LOL Government legislating morality and social habituation....
Lots of luck government.....spend all that money finding out people will "quit or obey" when they are good and ready to - not when laws are enacted to dictate it.
I can see a whole patrol of "puffer police" much like the Keystone Cops chasing a smoker down the street trying to
write a ticket for inside puffing....
I hardly fail to see why there would be "puffer police" in any Canadian city Curiosity. Ottawa has been wonderfully 100% smokefree since 2001 (iirc, it was the first Canadian city to do so), and while it saw a decline in business for the first 18 months (attributed to its close proximity to Hull), it has since rebounded and businesses are doing better now than before. I would be hard-pressed to believe that an individual would ever be charged unless there were police in the business at the time (and even then it seems unlikely); it would be the business being charged and fined, which has been the case in Ontario.
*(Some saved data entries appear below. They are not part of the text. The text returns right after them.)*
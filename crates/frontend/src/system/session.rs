//! Сессия пользователя в localStorage.
//!
//! Токен хранится как есть под `auth_token`, а `user`/`role`/`country`
//! проходят через [`ObfuscatedStore`]. Сам вход выполняется внешним
//! приложением: здесь сессия только читается и очищается.

use contracts::shared::session_cipher::{KeyValueStore, ObfuscatedStore};
use leptos::prelude::*;
use web_sys::window;

const TOKEN_KEY: &str = "auth_token";
const USER_KEY: &str = "user";
const ROLE_KEY: &str = "role";
const COUNTRY_KEY: &str = "country";

const SESSION_SECRET: &[u8] = b"distribution-dashboard-session";

fn get_local_storage() -> Option<web_sys::Storage> {
    window()?.local_storage().ok()?
}

/// Браузерный localStorage
#[derive(Debug, Clone, Copy, Default)]
pub struct LocalStorage;

impl KeyValueStore for LocalStorage {
    fn get(&self, key: &str) -> Option<String> {
        get_local_storage()?.get_item(key).ok()?
    }

    fn set(&self, key: &str, value: &str) {
        if let Some(storage) = get_local_storage() {
            let _ = storage.set_item(key, value);
        }
    }

    fn remove(&self, key: &str) {
        if let Some(storage) = get_local_storage() {
            let _ = storage.remove_item(key);
        }
    }
}

#[derive(Debug, Clone, Default, PartialEq, Eq)]
pub struct SessionInfo {
    pub token: Option<String>,
    pub user: Option<String>,
    pub role: Option<String>,
    pub country: Option<String>,
}

impl SessionInfo {
    pub fn is_signed_in(&self) -> bool {
        self.token.as_deref().is_some_and(|t| !t.is_empty())
    }
}

fn session_store<S: KeyValueStore>(store: S) -> ObfuscatedStore<S> {
    ObfuscatedStore::new(store, SESSION_SECRET)
}

/// Читает сессию из хранилища
pub fn load_from<S: KeyValueStore>(store: S) -> SessionInfo {
    let store = session_store(store);
    SessionInfo {
        token: store.inner().get(TOKEN_KEY).filter(|t| !t.is_empty()),
        user: store.get_item(USER_KEY),
        role: store.get_item(ROLE_KEY),
        country: store.get_item(COUNTRY_KEY),
    }
}

pub fn save_to<S: KeyValueStore>(store: S, info: &SessionInfo) {
    let store = session_store(store);
    match &info.token {
        Some(token) => store.inner().set(TOKEN_KEY, token),
        None => store.inner().remove(TOKEN_KEY),
    }
    for (key, value) in [
        (USER_KEY, &info.user),
        (ROLE_KEY, &info.role),
        (COUNTRY_KEY, &info.country),
    ] {
        match value {
            Some(value) => store.set_item(key, value),
            None => store.remove_item(key),
        }
    }
}

pub fn clear_in<S: KeyValueStore>(store: S) {
    let store = session_store(store);
    store.inner().remove(TOKEN_KEY);
    store.remove_item(USER_KEY);
    store.remove_item(ROLE_KEY);
    store.remove_item(COUNTRY_KEY);
}

pub fn load() -> SessionInfo {
    load_from(LocalStorage)
}

/// Токен для заголовка Authorization
pub fn access_token() -> Option<String> {
    LocalStorage.get(TOKEN_KEY).filter(|t| !t.is_empty())
}

/// Сессия в контексте приложения
#[derive(Clone, Copy)]
pub struct SessionContext {
    pub info: RwSignal<SessionInfo>,
}

impl SessionContext {
    pub fn new() -> Self {
        let info = load();
        log::info!(
            "session restored: signed_in={}, role={:?}",
            info.is_signed_in(),
            info.role
        );
        Self {
            info: RwSignal::new(info),
        }
    }

    pub fn sign_out(&self) {
        clear_in(LocalStorage);
        self.info.set(SessionInfo::default());
        log::info!("session cleared");
    }
}

pub fn use_session() -> SessionContext {
    use_context::<SessionContext>().expect("SessionContext not found")
}

#[cfg(test)]
mod tests {
    use super::*;
    use contracts::shared::session_cipher::MemoryStore;

    fn sample() -> SessionInfo {
        SessionInfo {
            token: Some("tok-123".into()),
            user: Some("Amina Yusuf".into()),
            role: Some("supervisor".into()),
            country: Some("KE".into()),
        }
    }

    #[test]
    fn saved_session_reads_back() {
        let store = MemoryStore::default();
        save_to(&store, &sample());
        assert_eq!(load_from(&store), sample());
        // токен хранится открыто, остальное нет
        assert_eq!(store.get(TOKEN_KEY).as_deref(), Some("tok-123"));
        assert_ne!(store.get(ROLE_KEY).as_deref(), Some("supervisor"));
    }

    #[test]
    fn tampered_role_is_dropped() {
        let store = MemoryStore::default();
        save_to(&store, &sample());
        store.set(ROLE_KEY, "YWRtaW4=.00000000");
        let info = load_from(&store);
        assert_eq!(info.role, None);
        assert_eq!(info.user.as_deref(), Some("Amina Yusuf"));
        assert!(store.get(ROLE_KEY).is_none());
    }

    #[test]
    fn clear_removes_everything() {
        let store = MemoryStore::default();
        save_to(&store, &sample());
        clear_in(&store);
        let info = load_from(&store);
        assert!(!info.is_signed_in());
        assert_eq!(info, SessionInfo::default());
    }
}
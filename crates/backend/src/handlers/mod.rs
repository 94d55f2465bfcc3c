pub mod download;
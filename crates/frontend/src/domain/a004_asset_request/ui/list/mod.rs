use contracts::domain::a004_asset_request::dto::*;
use contracts::domain::common::{code_label, code_options};
use contracts::shared::reference_cache::ReferenceKind;
use contracts::shared::table::ColumnDef;
use leptos::prelude::*;
use thaw::*;

use crate::layout::global_context::use_app_context;
use crate::layout::tabs::tab_labels::{tab_label_for_key, ASSET_REQUESTS, ASSET_REQUEST_NEW};
use crate::shared::api_client::list_fn;
use crate::shared::components::column_filter::{
    active_count, bindings_query, FilterBinding, FilterField, FilterTags,
};
use crate::shared::components::data_table::DataTable;
use crate::shared::components::filter_panel::FilterPanel;
use crate::shared::icons::icon;
use crate::shared::notifications::use_notifications;
use crate::shared::page_frame::PageFrame;
use crate::shared::page_standard::PAGE_CAT_LIST;
use crate::shared::reference_options::use_reference_options;

fn columns() -> Vec<ColumnDef<AssetRequestRow>> {
    vec![
        ColumnDef::new("request_number", "Request No.", |r: &AssetRequestRow| Some(r.request_number.clone())),
        ColumnDef::new("request_date", "Date", |r: &AssetRequestRow| Some(r.request_date.clone())),
        ColumnDef::new("outlet", "Outlet", |r: &AssetRequestRow| Some(r.outlet_name.clone())),
        ColumnDef::new("salesman", "Salesman", |r: &AssetRequestRow| r.salesman_name.clone())
            .filtered_by(FILTER_SALESMAN),
        ColumnDef::new("asset_type", "Asset", |r: &AssetRequestRow| Some(code_label(ASSET_TYPES, &r.asset_type))),
        ColumnDef::new("status", "Status", |r: &AssetRequestRow| Some(code_label(STATUSES, &r.status)))
            .filtered_by(FILTER_STATUS),
        ColumnDef::new("reason", "Reason", |r: &AssetRequestRow| r.reason.clone()),
    ]
}

#[component]
pub fn AssetRequestList() -> impl IntoView {
    let tabs_store = use_app_context();
    let notify = use_notifications();

    let salesman = FilterBinding::single(
        FILTER_SALESMAN,
        "Salesman",
        use_reference_options(ReferenceKind::Salesman),
    );
    let status = FilterBinding::multi(FILTER_STATUS, "Status", Signal::derive(|| code_options(STATUSES)));
    let bindings = vec![salesman, status];

    let query = {
        let bindings = bindings.clone();
        Signal::derive(move || bindings_query(&bindings))
    };
    let active_filters = {
        let bindings = bindings.clone();
        Signal::derive(move || active_count(&bindings))
    };

    // ручное обновление + обновление после создания заявки
    let refresh = RwSignal::new(0u32);
    let revision = tabs_store.list_revision(ASSET_REQUESTS);
    let refresh_key = Signal::derive(move || refresh.get().wrapping_add(revision.get()));

    let loading = RwSignal::new(false);
    let is_expanded = RwSignal::new(false);
    let tag_bindings = bindings.clone();

    view! {
        <PageFrame page_id="a004_asset_request--list" category=PAGE_CAT_LIST>
            <div class="page__header">
                <div class="page__header-left">
                    <h1 class="page__title">"Chiller Requests"</h1>
                </div>
                <div class="page__header-right">
                    <Button
                        appearance=ButtonAppearance::Primary
                        on_click=move |_| {
                            tabs_store.open_tab(ASSET_REQUEST_NEW, tab_label_for_key(ASSET_REQUEST_NEW))
                        }
                    >
                        {icon("plus")}
                        "New request"
                    </Button>
                </div>
            </div>
            <div class="page__content">
                <FilterPanel
                    is_expanded=is_expanded
                    active_filters_count=active_filters
                    actions=move || view! {
                        <Button
                            appearance=ButtonAppearance::Secondary
                            on_click=move |_| refresh.update(|n| *n += 1)
                            disabled=loading
                        >
                            {icon("refresh")}
                            "Refresh"
                        </Button>
                    }
                    filter_tags=move || view! { <FilterTags bindings=tag_bindings.clone() /> }
                >
                    <Flex gap=FlexGap::Medium>
                        <FilterField binding=salesman />
                        <FilterField binding=status />
                    </Flex>
                </FilterPanel>

                <DataTable
                    list=list_fn(&LIST_ENDPOINT, notify)
                    columns=columns()
                    query=query
                    filters=bindings
                    refresh_key=refresh_key
                    on_loading=Callback::new(move |v: bool| loading.set(v))
                />
            </div>
        </PageFrame>
    }
}

#[cfg(test)]
mod tests {
    use super::*;

    #[test]
    fn asset_type_and_status_use_labels() {
        let row = AssetRequestRow {
            id: "5".into(),
            request_number: "AR-5".into(),
            request_date: "2024-05-03".into(),
            outlet_name: "Corner Shop".into(),
            salesman_name: None,
            asset_type: "display_rack".into(),
            status: "approved".into(),
            reason: None,
        };
        let cells: Vec<String> = columns().iter().map(|c| c.display(&row)).collect();
        assert_eq!(cells[4], "Display rack");
        assert_eq!(cells[5], "Approved");
        assert_eq!(cells[6], "-");
    }
}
Those who claim that they will lose incredibly business are merely doing so as empty rhetoric. If someone is so addicted to cigarettes that they would rather stay at home and smoke out of spite than do any of the activities they enjoyed before (and that would be a lot of them, since Ontario has a province-wide ban now), they need to get a reality check on their priorities. The inverse to that scenario, though, seems far more likely, and thus the bans seem to help.
There is a plethora of article supporting my arguement
here - note the 2003 article "181 New/Expanded bars and restaurants since [Ottawa] smoking by-law enacted." Further, according to
Fair Air Canada (who are a pro-smoking lobby), there have been less than 100 charges laid province-wide since the ban took effect in Ontario this year. And, according to an article published in
Blackwell Synergy, where they studied the trends in smoking areas before and after laws went into effect, "[o]utcome measures showed declining trends at baseline before the bylaw went into effect. Results from ARIMA intervention and regression analyses did not support the hypotheses that the smoke-free bylaw had an impact that resulted in (1) abrupt permanent, (2) gradual permanent or (3) abrupt temporary changes in restaurant and bar sales."
I remember 7 or 8 years ago, when people were all up in arms when bike helmets became mandatory for anyone under 18. Now that that (my) generation has passed that age, no young person even gives them a second thought - in fact, in my small, conservative town I've yet to see a young person in the past 5 years without one on.